Narrowing her eyes, Kadowaki scrutinized him carefully. It might have been the side effect of a spell, though she’d never heard of it before; perhaps the shine was a unique aspect of whatever Guardian Force he might be Junctioned to.

She debated with herself for a moment about his gloves, but decided that she could work around them if they kept the man from bolting entirely.  Taking his hand she rotated his wrist, then flexed his arm, one at a time, testing for strained tendons and stiffened joints.  Experience had given her the ability to estimate someone’s physical strength by sight alone, so although Strife was as thin as Squall, the muscles under her fingers told her that he had the power of someone much larger. When she turned his forearm over, she frowned.

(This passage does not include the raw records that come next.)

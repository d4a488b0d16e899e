//! Domain newtypes with validation
//!
//! This module provides strongly-typed wrappers for the values the sync
//! engine compares and passes around: modification timestamps and
//! provider-specific file identifiers. It also holds the check that keeps a
//! save file name inside the save directory.

use std::collections::BTreeMap;
use std::fmt::{self, Display, Formatter};
use std::str::FromStr;

use chrono::{DateTime, TimeZone, Utc};
use serde::{Deserialize, Serialize};

use super::errors::DomainError;

// ============================================================================
// Timestamp
// ============================================================================

/// Modification time of a save file in whole seconds since the Unix epoch
///
/// Timestamps are 32-bit to match the on-disk index format. The maximum
/// value is reserved as [`Timestamp::INVALID`], which marks a local file whose
/// real modification time is unknown (for example, a save written by the
/// game before the index existed). Such a file is always considered newer
/// than its remote copy.
#[derive(Debug, Clone, Copy, PartialEq, Eq, PartialOrd, Ord, Hash, Serialize, Deserialize)]
#[serde(transparent)]
pub struct Timestamp(u32);

impl Timestamp {
    /// Sentinel for "unknown local modification time"
    pub const INVALID: Timestamp = Timestamp(u32::MAX);

    /// Create a timestamp from seconds since the epoch
    #[must_use]
    pub const fn from_secs(secs: u32) -> Self {
        Self(secs)
    }

    /// Convert a UTC date, clamping out-of-range values into the valid range
    #[must_use]
    pub fn from_datetime(date: DateTime<Utc>) -> Self {
        let secs = date.timestamp().clamp(0, i64::from(u32::MAX - 1));
        Self(secs as u32)
    }

    /// Seconds since the epoch
    #[must_use]
    pub const fn as_secs(&self) -> u32 {
        self.0
    }

    /// Returns false for the [`Timestamp::INVALID`] sentinel
    #[must_use]
    pub const fn is_valid(&self) -> bool {
        self.0 != u32::MAX
    }

    /// Convert to a UTC date, `None` for the sentinel
    #[must_use]
    pub fn to_datetime(&self) -> Option<DateTime<Utc>> {
        if !self.is_valid() {
            return None;
        }
        Utc.timestamp_opt(i64::from(self.0), 0).single()
    }
}

impl Display for Timestamp {
    fn fmt(&self, f: &mut Formatter<'_>) -> fmt::Result {
        write!(f, "{}", self.0)
    }
}

impl FromStr for Timestamp {
    type Err = DomainError;

    fn from_str(s: &str) -> Result<Self, Self::Err> {
        s.trim()
            .parse::<u32>()
            .map(Self)
            .map_err(|e| DomainError::InvalidTimestamp(format!("{s}: {e}")))
    }
}

impl From<u32> for Timestamp {
    fn from(secs: u32) -> Self {
        Self(secs)
    }
}

/// File name to timestamp-at-last-sync mapping
///
/// Ordered so that the persisted form is stable between writes.
pub type TimestampMap = BTreeMap<String, Timestamp>;

// ============================================================================
// RemoteId
// ============================================================================

/// Provider-specific identifier of a remote file
///
/// The format is opaque to the engine: OneDrive item IDs, Google Drive file
/// IDs and Dropbox `id:` strings are all accepted. Only emptiness is rejected.
#[derive(Debug, Clone, PartialEq, Eq, Hash, Serialize, Deserialize)]
#[serde(try_from = "String", into = "String")]
pub struct RemoteId(String);

impl RemoteId {
    /// Create a new RemoteId
    ///
    /// # Errors
    /// Returns error if the ID is empty
    pub fn new(id: impl Into<String>) -> Result<Self, DomainError> {
        let id = id.into();
        if id.trim().is_empty() {
            return Err(DomainError::InvalidRemoteId(
                "Remote ID cannot be empty".to_string(),
            ));
        }
        Ok(Self(id))
    }

    /// Get the inner string reference
    #[must_use]
    pub fn as_str(&self) -> &str {
        &self.0
    }
}

impl Display for RemoteId {
    fn fmt(&self, f: &mut Formatter<'_>) -> fmt::Result {
        write!(f, "{}", self.0)
    }
}

impl FromStr for RemoteId {
    type Err = DomainError;

    fn from_str(s: &str) -> Result<Self, Self::Err> {
        Self::new(s)
    }
}

impl TryFrom<String> for RemoteId {
    type Error = DomainError;

    fn try_from(s: String) -> Result<Self, Self::Error> {
        Self::new(s)
    }
}

impl From<RemoteId> for String {
    fn from(id: RemoteId) -> Self {
        id.0
    }
}

// ============================================================================
// Save file names
// ============================================================================

/// Check that `name` is a single path component
///
/// Save files live directly in the save directory, so a name must not be
/// empty, contain a separator or NUL, or be `.` or `..`. Names come from
/// remote listings as well as from the local directory.
///
/// # Errors
/// Returns [`DomainError::InvalidFileName`] describing the first problem found
pub fn check_save_name(name: &str) -> Result<(), DomainError> {
    let problem = if name.is_empty() {
        "name is empty"
    } else if name == "." || name == ".." {
        "name refers to a directory"
    } else if name.contains(['/', '\\']) {
        "name contains a path separator"
    } else if name.contains('\0') {
        "name contains a NUL byte"
    } else {
        return Ok(());
    };
    Err(DomainError::InvalidFileName(format!("{name:?}: {problem}")))
}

“Do you do drugs?” she inquired bluntly, examining the pinpoint scars nearly invisible on his pale skin.  Because the gloves went halfway up his forearm, she could only guess how many more might be hidden by the leather.

“No.”

She clicked her tongue disbelievingly. Some sort of injected stimulant would certainly explain the track marks and the seemingly unnatural strength she could feel in his limbs. Though admittedly, the scars looked rather old, and if he were consuming such drugs, then his body should’ve been far bigger than it was.

“So where do these come from?” She gestured at his forearms and looked him in the eye, waiting patiently. Something dark passed over his features.

“They’re not self-inflicted,” he muttered, eyes flickering back towards the window.

Her frown deepened. “Cloud, I’m not trying to pry for the sake of gossip. These are things I need to know.”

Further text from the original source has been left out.